Bay Area history is replete with famous figures whose contributions have echoed throughout the decades. A great deal of those individuals came to rest in local cemeteries, where you can still go pay your respects to this day.
Most locals are aware that San Francisco itself is not home to many graveyards. When SF’s cemeteries began to fill to capacity in the early 1900s, the city looked at relocating the bodies so as to free up real estate. It became illegal to bury bodies in the city in 1902, even before the 1906 earthquake that killed thousands.

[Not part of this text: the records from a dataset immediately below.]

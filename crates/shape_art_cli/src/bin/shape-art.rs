use rand::rngs::StdRng;
use rand::{RngCore, SeedableRng};
use shape_art::prelude::SceneRunner;
use shape_art_cli::{init_tracing, load_scene, render_canvas_to_svg};
use tracing::info;

const DEFAULT_SCENE_PATH: &str = "parameters.ron";

fn main() -> anyhow::Result<()> {
    init_tracing();

    // shape-art [CONFIG] [OUTPUT]
    let mut args = std::env::args().skip(1);
    let scene_path = args.next().unwrap_or_else(|| DEFAULT_SCENE_PATH.into());
    let output_override = args.next();

    let scene = load_scene(&scene_path)?;

    // Pin `seed` in the scene file to reproduce a run.
    let seed = scene.seed.unwrap_or_else(|| rand::rng().next_u64());
    info!("Rendering '{}' with seed {}.", scene_path, seed);
    let mut rng = StdRng::seed_from_u64(seed);

    let runner = SceneRunner::try_new(&scene, &mut rng)?;
    let canvas = runner.run(&mut rng)?;

    let out = output_override.as_deref().unwrap_or(scene.output_path());
    render_canvas_to_svg(&canvas, out)?;

    Ok(())
}
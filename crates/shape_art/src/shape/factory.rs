//! Builds runtime [`Component`]s from their [`ComponentSpec`]s.
use rand::RngCore;
use tracing::debug;

use crate::error::{Error, Result};
use crate::shape::{Circle, Component, Ellipse, Polygon, PolygonGroup, Rect, Shape};
use crate::spec::{ComponentSpec, ComponentType};
use crate::style::StyleSampler;

/// Construct the component declared by `spec`.
///
/// Every pool the shape will sample is validated here, and construction-time choices
/// (vertex counts, group modes) are drawn from `rng` exactly once.
pub fn create_component(spec: &ComponentSpec, rng: &mut dyn RngCore) -> Result<Component> {
    let Ok(component_type) = spec.component_type.parse::<ComponentType>() else {
        return Err(Error::UnknownComponentType {
            id: spec.id.clone(),
            tag: spec.component_type.clone(),
        });
    };

    let sampler = StyleSampler::new(&spec.id, &spec.style);
    sampler.validate_fill()?;

    let shape = match component_type {
        ComponentType::Circle => Shape::Circle(Circle),
        ComponentType::Rect => Shape::Rect(Rect),
        ComponentType::Ellipse => Shape::Ellipse(Ellipse),
        ComponentType::Polygon => {
            Shape::Polygon(Polygon::from_options(&spec.id, &spec.vertex_count, rng)?)
        }
        ComponentType::PolygonGroup => {
            sampler.validate_stroke()?;
            Shape::PolygonGroup(PolygonGroup::from_options(
                &spec.id,
                &spec.vertex_count_options,
                &spec.vertex_elements,
                &spec.center_elements,
                rng,
            )?)
        }
    };

    debug!("Built component '{}' as {:?}.", spec.id, shape);
    Ok(Component::new(spec.id.clone(), spec.style.clone(), shape))
}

From 1914 through the 1940s, San Francisco removed almost all 26 cemeteries in the city except for the SF National Cemetery and Mission Dolores Cemetery. The city relocated most headstones and bodies to mass graves in Colma, and their accompanying remains didn’t always make the journey with them. However the most famous grave sites remain clearly marked to this day.
1. Hearst Family
William Randolph Hearst (1863-1951) is buried alongside his parents, George Hearst (1820-1891) and Phoebe Apperson Hearst (1842-1919), in a large unmarked mausoleum in Colma. William Randolph Hearst’s extensive wealth came largely from his parents’ vast fortune, which helped establish his successful newspaper chain and media company, Hearst Communications. He’s also known for designing the enormous Hearst Castle in San Simeon in collaboration with architect Julia Morgan.
Location: Corner of sections E and H, Cypress Lawn Funeral Home & Memorial Park, Colma
2. Charles de Young
Charles de Young (1846-1880) is famous for co-founding the Daily Dramatic Chronicle (now the San Francisco Chronicle) with his brother M.H. de Young. Charles dug up and published a lot of dirt on famous names of the time, including an illicit affair of preacher and mayoral candidate Isaac Smith Kalloch. When Kalloch retaliated by calling Charles a “hyena of society” and his mother a prostitute, Charles shot Kalloch twice in front of his church.
Kalloch ended up surviving the attack and went on to serve as mayor from 1879-1881… but Kalloch’s son, Isaac Milton Kalloch, shot Charles de Young dead in the Chronicle building in 1880. San Francisco’s de Young Museum is not named for Charles but rather for his brother Michael Henry. As for Charles’ grave, you’ll easily spot it in Colma, as it bears a statue of his likeness holding a piece of paper and a quill.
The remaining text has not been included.